Baburaj Jacob, mononymously known as Baburaj, is an Indian actor, director, and screenwriter who works predominantly in Malayalam cinema and has also appeared in Tamil, Telugu, and Hindi films. He began and established his career in cinema by playing antagonistic roles and graduated to comedic and character roles after the 2011 film Salt N' Pepper.

Personal life
Baburaj was born to P. J. Jacob Oleekkal and T. I. Karmali Thottungal on 5 March 1970. Baburaj married twice. He has two sons from his first marriage named Abhay and Akshay. His second marriage is to South Indian action heroine Vani Viswanath. The couple has two children, a daughter named Aarcha and a son named Adhri. Baburaj is a lawyer. They reside at Kochi. On 14 Feb 2017, Baburaj was stabbed by one of his neighbours in Idukki following an argument.

Film career 
Baburaj started his acting career as a junior artist. His debut in Malayalam was Beeshmacharyar (1994), directed by Cochin Haneefa, where he played a notorious villain. He also acted as a villain in the Hindi movie, Hulchul, which was a remake of the Malayalam blockbuster, Godfather. He produced four Malayalam movies and one Tamil movie.

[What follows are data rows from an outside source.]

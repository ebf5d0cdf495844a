use std::fmt;
use std::sync::{Arc, Mutex};

use serde::{Deserialize, Serialize};
use thiserror::Error;
use uuid::Uuid;

use crate::api::{ApiError, SharedApi};
use crate::fencing::RequestFence;
use crate::identity::{ApiMode, IdentityError};
use crate::notices::Notifier;
use crate::store::{lock, SharedStore};

pub const GRID_COLUMNS: u16 = 12;

#[derive(Debug, Clone, Copy, PartialEq, Eq, Serialize, Deserialize)]
#[serde(rename_all = "snake_case")]
pub enum WidgetKind {
    Metric,
    Bar,
    Line,
    Pie,
    Table,
}

impl WidgetKind {
    /// Default footprint as (width, height) grid cells.
    #[must_use]
    pub fn default_size(self) -> (u16, u16) {
        match self {
            Self::Metric => (3, 2),
            Self::Pie => (4, 4),
            Self::Bar | Self::Line => (6, 4),
            Self::Table => (GRID_COLUMNS, 5),
        }
    }
}

impl fmt::Display for WidgetKind {
    fn fmt(&self, f: &mut fmt::Formatter<'_>) -> fmt::Result {
        f.write_str(match self {
            Self::Metric => "metric",
            Self::Bar => "bar",
            Self::Line => "line",
            Self::Pie => "pie",
            Self::Table => "table",
        })
    }
}

#[derive(Debug, Clone, Copy, PartialEq, Eq, Default, Serialize, Deserialize)]
pub struct GridRect {
    pub x: u16,
    pub y: u16,
    pub w: u16,
    pub h: u16,
}

impl GridRect {
    #[must_use]
    pub fn bottom(self) -> u16 {
        self.y.saturating_add(self.h)
    }

    #[must_use]
    pub fn fits(self) -> bool {
        self.w > 0 && self.h > 0 && self.x.saturating_add(self.w) <= GRID_COLUMNS
    }
}

#[derive(Debug, Clone, PartialEq, Eq, Serialize, Deserialize)]
pub struct Widget {
    pub id: String,
    pub title: String,
    pub kind: WidgetKind,
    #[serde(default)]
    pub sql: Option<String>,
    pub rect: GridRect,
}

#[derive(Debug, Clone, PartialEq, Eq, Serialize, Deserialize)]
pub struct WidgetPlacement {
    pub widget_id: String,
    #[serde(flatten)]
    pub rect: GridRect,
}

#[derive(Debug, Clone, PartialEq, Eq, Serialize, Deserialize)]
pub struct WidgetSuggestionRequest {
    pub connection_id: String,
    pub goal: String,
    #[serde(default)]
    pub existing: Vec<WidgetKind>,
}

#[derive(Debug, Clone, PartialEq, Eq, Serialize, Deserialize)]
pub struct WidgetSuggestion {
    pub title: String,
    pub kind: WidgetKind,
    #[serde(default)]
    pub sql: Option<String>,
    #[serde(default)]
    pub rationale: Option<String>,
}

#[derive(Debug, Error)]
pub enum DashboardError {
    #[error("select a connection first")]
    NoConnection,
    #[error("describe what the dashboard should show")]
    EmptyGoal,
    #[error("widget title is required")]
    EmptyTitle,
    #[error("no suggestion at position {0}")]
    UnknownSuggestion(usize),
    #[error("unknown widget `{0}`")]
    UnknownWidget(String),
    #[error("widget does not fit the {GRID_COLUMNS}-column grid at x={x}")]
    OutOfBounds { x: u16, w: u16 },
    #[error(transparent)]
    Identity(#[from] IdentityError),
    #[error("backend request failed: {0}")]
    Api(#[from] ApiError),
}

#[derive(Debug, Default)]
struct ComposerState {
    widgets: Vec<Widget>,
    suggestions: Vec<WidgetSuggestion>,
    suggest_fence: RequestFence,
    layout_fence: RequestFence,
    suggesting: bool,
    laying_out: bool,
}

impl ComposerState {
    fn next_row(&self) -> u16 {
        self.widgets
            .iter()
            .map(|widget| widget.rect.bottom())
            .max()
            .unwrap_or(0)
    }

    fn push(&mut self, title: String, kind: WidgetKind, sql: Option<String>) -> Widget {
        let (w, h) = kind.default_size();
        let widget = Widget {
            id: format!("widget-{}", Uuid::new_v4()),
            title,
            kind,
            sql,
            rect: GridRect {
                x: 0,
                y: self.next_row(),
                w,
                h,
            },
        };
        self.widgets.push(widget.clone());
        widget
    }
}

/// Builds a dashboard from suggested and hand-added widgets.
#[derive(Clone)]
pub struct DashboardComposer {
    api: SharedApi,
    store: SharedStore,
    notifier: Notifier,
    mode: ApiMode,
    state: Arc<Mutex<ComposerState>>,
}

impl DashboardComposer {
    #[must_use]
    pub fn new(api: SharedApi, store: SharedStore, notifier: Notifier, mode: ApiMode) -> Self {
        Self {
            api,
            store,
            notifier,
            mode,
            state: Arc::new(Mutex::new(ComposerState::default())),
        }
    }

    #[must_use]
    pub fn widgets(&self) -> Vec<Widget> {
        lock(&self.state).widgets.clone()
    }

    #[must_use]
    pub fn suggestions(&self) -> Vec<WidgetSuggestion> {
        lock(&self.state).suggestions.clone()
    }

    #[must_use]
    pub fn is_busy(&self) -> bool {
        let state = lock(&self.state);
        state.suggesting || state.laying_out
    }

    /// Asks the backend for widget ideas. `Ok(None)` means a newer request
    /// superseded this one.
    pub async fn suggest(&self, goal: &str) -> Result<Option<usize>, DashboardError> {
        let goal = goal.trim();
        if goal.is_empty() {
            return Err(DashboardError::EmptyGoal);
        }
        let connection_id = self
            .store
            .read(|store| {
                let record = store
                    .selected_connection()
                    .ok_or(DashboardError::NoConnection)?;
                Ok::<_, DashboardError>(record.identity.resolve(self.mode)?.to_string())
            })
            .inspect_err(|error| self.notifier.error(error.to_string()))?;

        let (token, existing) = {
            let mut state = lock(&self.state);
            state.suggesting = true;
            let existing = state.widgets.iter().map(|widget| widget.kind).collect();
            (state.suggest_fence.issue(), existing)
        };

        let request = WidgetSuggestionRequest {
            connection_id,
            goal: goal.to_string(),
            existing,
        };
        let result = self.api.suggest_widgets(&request).await;

        let mut state = lock(&self.state);
        let Some(result) = state.suggest_fence.admit(token, result) else {
            tracing::debug!("discarding superseded widget suggestions");
            return Ok(None);
        };
        state.suggesting = false;
        match result {
            Ok(suggestions) => {
                let count = suggestions.len();
                state.suggestions = suggestions;
                Ok(Some(count))
            }
            Err(error) => {
                drop(state);
                self.notifier
                    .error(format!("Could not suggest widgets: {error}"));
                Err(error.into())
            }
        }
    }

    /// Moves a suggestion onto the board below the existing widgets.
    pub fn add_suggestion(&self, index: usize) -> Result<Widget, DashboardError> {
        let mut state = lock(&self.state);
        if index >= state.suggestions.len() {
            return Err(DashboardError::UnknownSuggestion(index));
        }
        let suggestion = state.suggestions.remove(index);
        Ok(state.push(suggestion.title, suggestion.kind, suggestion.sql))
    }

    pub fn add_widget(
        &self,
        title: &str,
        kind: WidgetKind,
        sql: Option<String>,
    ) -> Result<Widget, DashboardError> {
        let title = title.trim();
        if title.is_empty() {
            return Err(DashboardError::EmptyTitle);
        }
        Ok(lock(&self.state).push(title.to_string(), kind, sql))
    }

    pub fn remove_widget(&self, widget_id: &str) -> bool {
        let mut state = lock(&self.state);
        let before = state.widgets.len();
        state.widgets.retain(|widget| widget.id != widget_id);
        state.widgets.len() != before
    }

    /// Manual placement. A layout request in flight is discarded so it
    /// cannot undo the move.
    pub fn move_widget(&self, widget_id: &str, x: u16, y: u16) -> Result<(), DashboardError> {
        let mut state = lock(&self.state);
        let widget = state
            .widgets
            .iter_mut()
            .find(|widget| widget.id == widget_id)
            .ok_or_else(|| DashboardError::UnknownWidget(widget_id.to_string()))?;
        let rect = GridRect { x, y, ..widget.rect };
        if !rect.fits() {
            return Err(DashboardError::OutOfBounds { x, w: rect.w });
        }
        widget.rect = rect;
        state.layout_fence.invalidate();
        state.laying_out = false;
        Ok(())
    }

    /// Asks the backend to arrange the current widgets. Placements for
    /// unknown widgets or off-grid rectangles are ignored.
    pub async fn auto_layout(&self) -> Result<Option<usize>, DashboardError> {
        let (token, widgets) = {
            let mut state = lock(&self.state);
            if state.widgets.is_empty() {
                return Ok(Some(0));
            }
            state.laying_out = true;
            (state.layout_fence.issue(), state.widgets.clone())
        };

        let result = self.api.layout_widgets(&widgets).await;

        let mut state = lock(&self.state);
        let Some(result) = state.layout_fence.admit(token, result) else {
            tracing::debug!("discarding superseded layout");
            return Ok(None);
        };
        state.laying_out = false;
        match result {
            Ok(placements) => {
                let mut applied = 0;
                for placement in placements {
                    if !placement.rect.fits() {
                        tracing::debug!(widget_id = %placement.widget_id, "skipping off-grid placement");
                        continue;
                    }
                    if let Some(widget) = state
                        .widgets
                        .iter_mut()
                        .find(|widget| widget.id == placement.widget_id)
                    {
                        widget.rect = placement.rect;
                        applied += 1;
                    }
                }
                Ok(Some(applied))
            }
            Err(error) => {
                drop(state);
                self.notifier
                    .error(format!("Could not arrange widgets: {error}"));
                Err(error.into())
            }
        }
    }
}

In 2009, he debuted as a director in the Malayalam movie Black Dalia, starring Himself and Suresh Gopi in lead. He also directed the movie Manushyamrugam, starring Himself and Prithviraj Sukumaran in lead. His wife produced the movie.

In 2011, he did a comedy role in Salt N' Pepper, directed by Aashiq Abu.  With this comedy role in Salt N' Pepper, he became one of the busiest actors in Malayalam cinema. He did one of the lead role in the crime thriller Manushyamrugam after the success of Salt N' Pepper. He did comedy roles in films such as Ordinary and Mayamohini. Apart from this, he was a lead actor in films such as Naughty Professor and DYSP Sankunni Uncle. Baburaj did a lead role in the 2017 comedy movie Honey Bee 2: Celebrations followed by Thrissivaperoor Kliptham, where he did the antagonist role. Baburaj's true potential to do the character roles was revealed with the film Koodasha. In this suspense revenge thriller film, he played the role of a father who seeks revenge against the persons killed his daughter. Baburaj's performance as Panakkal Jomon in the crime drama Joji (2021) was highly appreciated by the critics.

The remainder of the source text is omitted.